BandLab, the mobile-first music creation app that’s quietly become a default studio for bedroom producers, just picked up a high-profile bragging right: a nomination at the 30th Annual Webby Awards.
The company says it’s been named a Nominee for Best User Experience in the Apps, Software & Immersive category — a space packed with everything from slick consumer apps to experimental interactive work. The Webbys are effectively the internet’s awards season, so even a nomination is a signal that BandLab’s product decisions are getting noticed outside the music-tech bubble.
BandLab’s pitch is simple: give creators a full workflow — recording, editing, collaborating, publishing — inside one app that doesn’t assume you already know your way around a traditional digital audio workstation. That matters because most “serious” music tools still come with a learning curve and a price tag that can shut out casual creators.

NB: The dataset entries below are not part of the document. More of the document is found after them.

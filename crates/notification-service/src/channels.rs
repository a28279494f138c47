use airing_core::{NotificationContent, NotificationDisplay, WatchError, WatchResult};
use async_trait::async_trait;

/// Writes notifications to the log. The handle is the notification id.
pub struct LogDisplay;

#[async_trait]
impl NotificationDisplay for LogDisplay {
    async fn create(&self, id: &str, content: &NotificationContent) -> WatchResult<String> {
        tracing::info!(
            notification_id = id,
            icon = %content.icon,
            "{}: {}",
            content.title,
            content.body
        );
        Ok(id.to_string())
    }

    async fn clear(&self, id: &str) -> WatchResult<()> {
        tracing::debug!(notification_id = id, "Notification cleared");
        Ok(())
    }

    fn name(&self) -> &str {
        "log"
    }
}

/// Discord webhook display. Webhook messages cannot be withdrawn, so `clear` is a no-op.
pub struct DiscordWebhookDisplay {
    webhook_url: String,
    client: reqwest::Client,
}

impl DiscordWebhookDisplay {
    pub fn new(webhook_url: impl Into<String>) -> Self {
        Self {
            webhook_url: webhook_url.into(),
            client: reqwest::Client::new(),
        }
    }

    fn payload(id: &str, content: &NotificationContent) -> serde_json::Value {
        let color = if id.starts_with("release_") {
            0x00ff00
        } else {
            0x0099ff
        };
        let mut embed = serde_json::json!({
            "title": content.title,
            "description": content.body,
            "color": color,
            "timestamp": chrono::Utc::now().to_rfc3339(),
            "footer": { "text": id },
        });
        if content.icon.starts_with("http") {
            embed["thumbnail"] = serde_json::json!({ "url": content.icon });
        }
        serde_json::json!({ "embeds": [embed] })
    }
}

#[async_trait]
impl NotificationDisplay for DiscordWebhookDisplay {
    async fn create(&self, id: &str, content: &NotificationContent) -> WatchResult<String> {
        let response = self
            .client
            .post(&self.webhook_url)
            .json(&Self::payload(id, content))
            .send()
            .await
            .map_err(|e| WatchError::Display(format!("Discord webhook error: {e}")))?;

        if !response.status().is_success() {
            return Err(WatchError::Display(format!(
                "Discord webhook returned {}",
                response.status()
            )));
        }
        Ok(id.to_string())
    }

    async fn clear(&self, _id: &str) -> WatchResult<()> {
        Ok(())
    }

    fn name(&self) -> &str {
        "discord-webhook"
    }
}

/// Fans each notification out to every configured channel.
///
/// `create` succeeds if at least one channel accepted the notification.
pub struct DisplayChannels {
    channels: Vec<Box<dyn NotificationDisplay>>,
}

impl DisplayChannels {
    pub fn new(discord_webhook_url: Option<&str>) -> Self {
        let mut channels: Vec<Box<dyn NotificationDisplay>> = vec![Box::new(LogDisplay)];

        if let Some(url) = discord_webhook_url {
            channels.push(Box::new(DiscordWebhookDisplay::new(url)));
            tracing::info!("Discord webhook notifications enabled");
        }

        Self { channels }
    }

    pub fn from_channels(channels: Vec<Box<dyn NotificationDisplay>>) -> Self {
        Self { channels }
    }

    pub fn channel_names(&self) -> Vec<&str> {
        self.channels.iter().map(|c| c.name()).collect()
    }
}

#[async_trait]
impl NotificationDisplay for DisplayChannels {
    async fn create(&self, id: &str, content: &NotificationContent) -> WatchResult<String> {
        let mut handle = None;
        let mut last_err = None;

        for channel in &self.channels {
            match channel.create(id, content).await {
                Ok(h) => {
                    tracing::debug!("Sent notification via {}", channel.name());
                    handle.get_or_insert(h);
                }
                Err(e) => {
                    tracing::warn!("Failed to send notification via {}: {}", channel.name(), e);
                    last_err = Some(e);
                }
            }
        }

        match (handle, last_err) {
            (Some(h), _) => Ok(h),
            (None, Some(e)) => Err(e),
            (None, None) => Err(WatchError::Display("no notification channels configured".into())),
        }
    }

    async fn clear(&self, id: &str) -> WatchResult<()> {
        for channel in &self.channels {
            if let Err(e) = channel.clear(id).await {
                tracing::warn!("Failed to clear notification via {}: {}", channel.name(), e);
            }
        }
        Ok(())
    }

    fn name(&self) -> &str {
        "fanout"
    }
}
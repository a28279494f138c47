use std::collections::HashMap;
use std::sync::Arc;

use airing_core::WatchResult;
use anilist_client::CatalogClient;
use notification_service::{EvaluationReport, NotificationScheduler};
use serde::Serialize;
use watchlist_store::{SettingsStore, WatchlistStore};

use crate::timers::TimerName;

#[derive(Debug, Clone, Copy, PartialEq, Eq)]
pub enum RefreshTrigger {
    /// Timer firing. Honors `settings.updates.autoUpdate`.
    Scheduled,
    /// User-requested. Always runs.
    Forced,
}

#[derive(Debug, Clone, PartialEq, Eq, Serialize)]
#[serde(tag = "outcome", rename_all = "camelCase")]
pub enum RefreshOutcome {
    AutoUpdateDisabled,
    EmptyWatchlist,
    Completed {
        requested: usize,
        returned: usize,
        updated: usize,
    },
}

/// Ties the catalog client, stores and scheduler into the two periodic cycles.
pub struct WatchEngine {
    client: Arc<CatalogClient>,
    watchlist: Arc<WatchlistStore>,
    settings: Arc<SettingsStore>,
    scheduler: Arc<NotificationScheduler>,
}

impl WatchEngine {
    pub fn new(
        client: Arc<CatalogClient>,
        watchlist: Arc<WatchlistStore>,
        settings: Arc<SettingsStore>,
        scheduler: Arc<NotificationScheduler>,
    ) -> Self {
        Self {
            client,
            watchlist,
            settings,
            scheduler,
        }
    }

    pub fn client(&self) -> &CatalogClient {
        &self.client
    }

    pub fn watchlist(&self) -> &WatchlistStore {
        &self.watchlist
    }

    pub fn settings(&self) -> &SettingsStore {
        &self.settings
    }

    pub fn scheduler(&self) -> &NotificationScheduler {
        &self.scheduler
    }

    /// Bulk-refresh every tracked id and merge the results.
    ///
    /// Ids missing from the response are left untouched.
    pub async fn refresh_watchlist(&self, trigger: RefreshTrigger) -> WatchResult<RefreshOutcome> {
        if trigger == RefreshTrigger::Scheduled && !self.settings.get().await?.updates.auto_update {
            tracing::debug!("Auto update disabled, skipping scheduled refresh");
            return Ok(RefreshOutcome::AutoUpdateDisabled);
        }

        let ids = self.watchlist.ids().await?;
        if ids.is_empty() {
            tracing::debug!("Watchlist is empty, skipping refresh");
            return Ok(RefreshOutcome::EmptyWatchlist);
        }

        let records = self.client.bulk_refresh(&ids).await?;
        let returned = records.len();
        let by_id: HashMap<_, _> = records.into_iter().map(|r| (r.id, r)).collect();
        let updated = self.watchlist.merge_refresh(&by_id).await?;
        self.watchlist.record_update().await?;

        tracing::info!(
            requested = ids.len(),
            returned,
            updated,
            ?trigger,
            "Watchlist refreshed"
        );
        Ok(RefreshOutcome::Completed {
            requested: ids.len(),
            returned,
            updated,
        })
    }

    pub async fn check_notifications(&self) -> WatchResult<EvaluationReport> {
        let settings = self.settings.get().await?;
        let items = self.watchlist.list().await?;
        let report = self.scheduler.evaluate(&items, &settings.notifications).await;

        if !report.sent.is_empty() || report.failed > 0 {
            tracing::info!(
                sent = report.sent.len(),
                suppressed = report.suppressed,
                failed = report.failed,
                "Notification check complete"
            );
        }
        Ok(report)
    }

    /// Run the cycle behind a timer. Errors are logged, never propagated.
    pub async fn run_cycle(&self, timer: TimerName) {
        tracing::debug!(timer = %timer, "Timer fired");
        let result = match timer {
            TimerName::RefreshWatchlist => self
                .refresh_watchlist(RefreshTrigger::Scheduled)
                .await
                .map(|_| ()),
            TimerName::CheckNotifications => self.check_notifications().await.map(|_| ()),
        };

        if let Err(e) = result {
            tracing::error!(timer = %timer, "Error in {} cycle: {}", timer, e);
        }
    }
}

BandLab claims it now serves over 100 million creators, a number that’s hard to independently verify but tracks with the platform’s momentum across mobile and web. The same product choices that make it approachable for first-timers — fast onboarding, social sharing, and templates that help you get a track started — also make it sticky for more experienced users who want to sketch ideas quickly or collaborate without file chaos.
If there’s a bigger story here, it’s that user experience is becoming a competitive moat in creator software. AI features are everywhere right now, but the apps that win long-term are usually the ones that make creation feel less intimidating and more habit-forming. A Webby nomination won’t change how BandLab works tomorrow, but it does underline the company’s bet: the next wave of music makers will start on their phones, not in a studio.
Background: BandLab is a Singapore-based social music creation platform that lets users make, collaborate on, and share music from mobile devices or a browser.